This project is a multi-database warehouse built using SQL, MongoDB and Neo4j on dataset : https://archive.ics.uci.edu/ml/datasets/Online+Retail+II
Each branch is an implementation of a type of database system.
For more information please contact Team Coordinator : [email protected]
Database | Team |
---|---|
MySQL | Aishwarya Jakka, Shruti Gupta |
Neo4j | Soham Bhatnagar, Aishwarya Jakka, Kwesi Alguillera, Kenny Wu |
MongoDB | Piu Mallick, Reshma Pothen |
Other subgroups:
Group task | Team |
---|---|
Data Cleaning | Kwesi Alguillera |
Front-end + Back-end | Kenny Wu, Kwesi Alguillera |
Documentation | Piu mallick, Reshma Pothen , Shruti Gupta |
This Online Retail II data set (the original dataset is a excel file) contains all the transactions occurring for a UK-based and registered, non-store online retail between 01/12/2009 (1st Dec 2009) and 09/12/2011 (9th Dec 2011). The company mainly sells unique all-occasion giftware. Many customers of the company are wholesalers.
The dataset has the following attributes:
1.InvoiceNo: Invoice number. Nominal. A 6-digit integral number uniquely assigned to each transaction. If this code starts with the letter 'c', it indicates a cancellation.
2.StockCode: Product (item) code. Nominal. A 5-digit integral number uniquely assigned to each distinct product.
3.Description: Product (item) name. Nominal.
4.Quantity: The quantities of each product (item) per transaction. Numeric.
5.InvoiceDate: Invoice date and time. Numeric. The date and time when a transaction was generated.
6.UnitPrice: Unit price. Numeric. Product price per unit in sterling (£).
7.CustomerID: Customer number. Nominal. A 5-digit integral number uniquely assigned to each customer.

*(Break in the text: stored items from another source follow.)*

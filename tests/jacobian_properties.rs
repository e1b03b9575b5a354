//! Black-box properties of `LoadJacobian` exercised through the public API
//! only (spec §8, "LoadJacobian").

use pipeline_autoscheduler::jacobian::LoadJacobian;
use pipeline_autoscheduler::rational::OptionalRational;

fn diagonal(n: usize, value: i64) -> LoadJacobian {
    let mut j = LoadJacobian::new(n, n);
    for i in 0..n {
        for k in 0..n {
            let v = if i == k { OptionalRational::from_int(value) } else { OptionalRational::ZERO };
            j.set(i, k, v);
        }
    }
    j
}

#[test]
fn scalar_composed_with_anything_collapses_to_scalar_shape() {
    let scalar = LoadJacobian::scalar();
    let consumer = diagonal(3, 1);
    // scalar (0x0) composed with a 0-row matrix requires cols == rows; use a
    // 0-row, 3-col producer-side matrix as the "other" operand instead.
    let zero_rows = LoadJacobian::new(0, 3);
    let composed = scalar.compose(&zero_rows).unwrap();
    assert_eq!(composed.rows(), 0);
    assert_eq!(composed.cols(), 3);
    let _ = consumer;
}

#[test]
fn scale_columns_multiplies_every_row_in_that_column() {
    let identity = diagonal(2, 1);
    let scaled = identity.scale_columns(&[3, -2]).unwrap();
    assert_eq!(scaled.get(0, 0), OptionalRational::from_int(3));
    assert_eq!(scaled.get(1, 1), OptionalRational::from_int(-2));
    // off-diagonal stays exact zero, scaling zero by anything is still zero
    assert_eq!(scaled.get(0, 1), OptionalRational::ZERO);
}

#[test]
fn scale_columns_rejects_wrong_factor_count() {
    let m = LoadJacobian::new(2, 3);
    assert!(m.scale_columns(&[1, 2]).is_err());
}

#[test]
fn merging_a_matrix_into_itself_doubles_the_count() {
    let mut a = diagonal(2, 1);
    let b = diagonal(2, 1);
    assert_eq!(a.count(), 1);
    assert!(a.merge(&b));
    assert_eq!(a.count(), 2);
}

#[test]
fn composing_two_fully_defined_matrices_leaves_all_coeffs_defined() {
    let a = diagonal(2, 2);
    let b = diagonal(2, 3);
    let composed = a.compose(&b).unwrap();
    assert!(composed.all_coeffs_exist());
    assert_eq!(composed.get(0, 0), OptionalRational::from_int(6));
}
//! The external cost-model interface (spec §4.5) and a reference
//! implementation (`HeuristicCostModel`, spec §4.5a) used by tests, benches,
//! and the demo binary.

use crate::dag::{FunctionDag, MachineParams, PipelineFeatures};
use crate::error::AutoschedulerResult;
use crate::loop_nest::Placement;
use crate::state::State;
use std::rc::Rc;

/// A black-box cost estimator the search engine drives synchronously (spec
/// §4.5). Implementors may use internal concurrency (the one place the
/// design allows it, §5) but must present these four calls as a blocking
/// sequence: `reset` once per pipeline, `set_pipeline_features` once per
/// pass, then any number of `enqueue_state`/`evaluate_costs` rounds.
pub trait CostModel {
    fn reset(&mut self);
    fn set_pipeline_features(&mut self, features: &[PipelineFeatures], parallelism: u32);
    fn enqueue_state(&mut self, state: Rc<State>);
    /// Populate `cost`/`cost_per_stage` on every enqueued state and return
    /// them in enqueue order, clearing the queue.
    fn evaluate_costs(&mut self) -> AutoschedulerResult<Vec<Rc<State>>>;
}

/// A deterministic heuristic cost model: not tuned, just enough signal for
/// the search to prefer smaller working sets and more parallelism. For each
/// decided node it sums an estimated per-production working-set footprint
/// (derived from the node's region-computed extents and `bytes_per_point`)
/// weighted by a constant per-point compute cost, then divides by an
/// approximate parallelism estimate. The DAG is frozen after construction
/// (spec §4.3 invariants), so it is safe to hand this model a long-lived
/// `Rc` to it up front rather than threading it through every call.
pub struct HeuristicCostModel {
    dag: Rc<FunctionDag>,
    parallelism: u32,
    pending: Vec<Rc<State>>,
}

impl HeuristicCostModel {
    pub fn new(dag: Rc<FunctionDag>) -> Self {
        let parallelism = dag.machine_params.parallelism;
        HeuristicCostModel { dag, parallelism, pending: Vec::new() }
    }

    /// A constant per-point compute weight derived from a stage's opcode
    /// counts, standing in for a real architecture's cycle model.
    fn compute_weight(features: &PipelineFeatures) -> f64 {
        1.0 + features.num_adds + features.num_muls + 2.0 * features.num_divs + features.num_other_ops
    }

    fn node_footprint_points(dag: &FunctionDag, node_idx: usize) -> f64 {
        let node = &dag.nodes[node_idx];
        node.region_computed
            .iter()
            .map(|info| {
                let span = crate::symbolic::eval(&info.interval.max_expr, &Default::default());
                (span.max() - span.min() + 1).max(1) as f64
            })
            .product()
    }

    fn evaluate_one(&self, state: &State) -> f64 {
        let dag = &*self.dag;
        let mut total = 0.0;
        for idx in 0..dag.nodes.len() {
            let loop_node = state.root.arena().get(crate::loop_nest::LoopNestId(idx));
            let stage = &dag.nodes[idx].stages[0];
            let points = Self::node_footprint_points(dag, idx);
            if matches!(loop_node.placement, Some(Placement::Inlined)) {
                // Inlined nodes recompute at every consumer point; approximate
                // by charging their compute weight with no footprint
                // amortization discount.
                total += Self::compute_weight(&stage.features) * points;
            } else {
                let bytes = f64::from(dag.nodes[idx].bytes_per_point) * points;
                total += Self::compute_weight(&stage.features) * points + bytes / 64.0;
            }
        }
        total / f64::from(self.parallelism.max(1))
    }
}

impl CostModel for HeuristicCostModel {
    fn reset(&mut self) {
        self.pending.clear();
    }

    fn set_pipeline_features(&mut self, _features: &[PipelineFeatures], parallelism: u32) {
        self.parallelism = parallelism.max(1);
    }

    fn enqueue_state(&mut self, state: Rc<State>) {
        self.pending.push(state);
    }

    #[tracing::instrument(skip(self))]
    fn evaluate_costs(&mut self) -> AutoschedulerResult<Vec<Rc<State>>> {
        let states = std::mem::take(&mut self.pending);
        // The cost model is the only component permitted internal
        // concurrency (spec §5).
        use rayon::prelude::*;
        let costs: Vec<f64> = states.par_iter().map(|s| self.evaluate_one(s)).collect();
        let mut out = Vec::with_capacity(states.len());
        for (state, cost) in states.into_iter().zip(costs) {
            let mut state = (*state).clone();
            state.cost = cost;
            if let Some(per_stage) = state.cost_per_stage.first_mut() {
                *per_stage = cost;
            }
            out.push(Rc::new(state));
        }
        Ok(out)
    }
}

8.Country: Country name. Nominal. The name of the country where a customer resides.
1.What time of the day (which hour of the day) is the sale maximum per country?
2. What is the annual TotalSales per product?
3. What is the top product per year?
4. What is the top product per country?
5.Which item is sold below a certain threshold value? Or, what are the under-performed products based on the average sales last year (the year denotes either 2009 or 2010)?
6.Which customer spends the most (per country/overall)?
7.What is the best-selling month per country? (Given the year range, 2009-2011)
8.What is the best-selling product per month? (Given the year range, 2009-2011)
9.What is the change in TotalSales per country per year (Trend of Sales)?
10.What is the average spending of a customer per country? (TotalSales/Number of customers)
11.What is the frequently purchased item per customer?
Pre-req: please have all databases installed and configured following the steps in their respective folders
(SQL should be at default port 7778 with username and password both set as "root", MongoDB should be at default port 27017 without changing the default username and password, Neo4j should be at default port 7687 with username "neo4j" and password "password" while database name named as "neo4j")
- Download and install NodeJS from https://nodejs.org/en/download/
- Navigate into the "/infsci2711_finalproject/frontend" folder/directory using cd in command line
- Type in "node app.js" to the same command line window/instance.
- Goto http://localhost:3000/ on any browser
- Voila!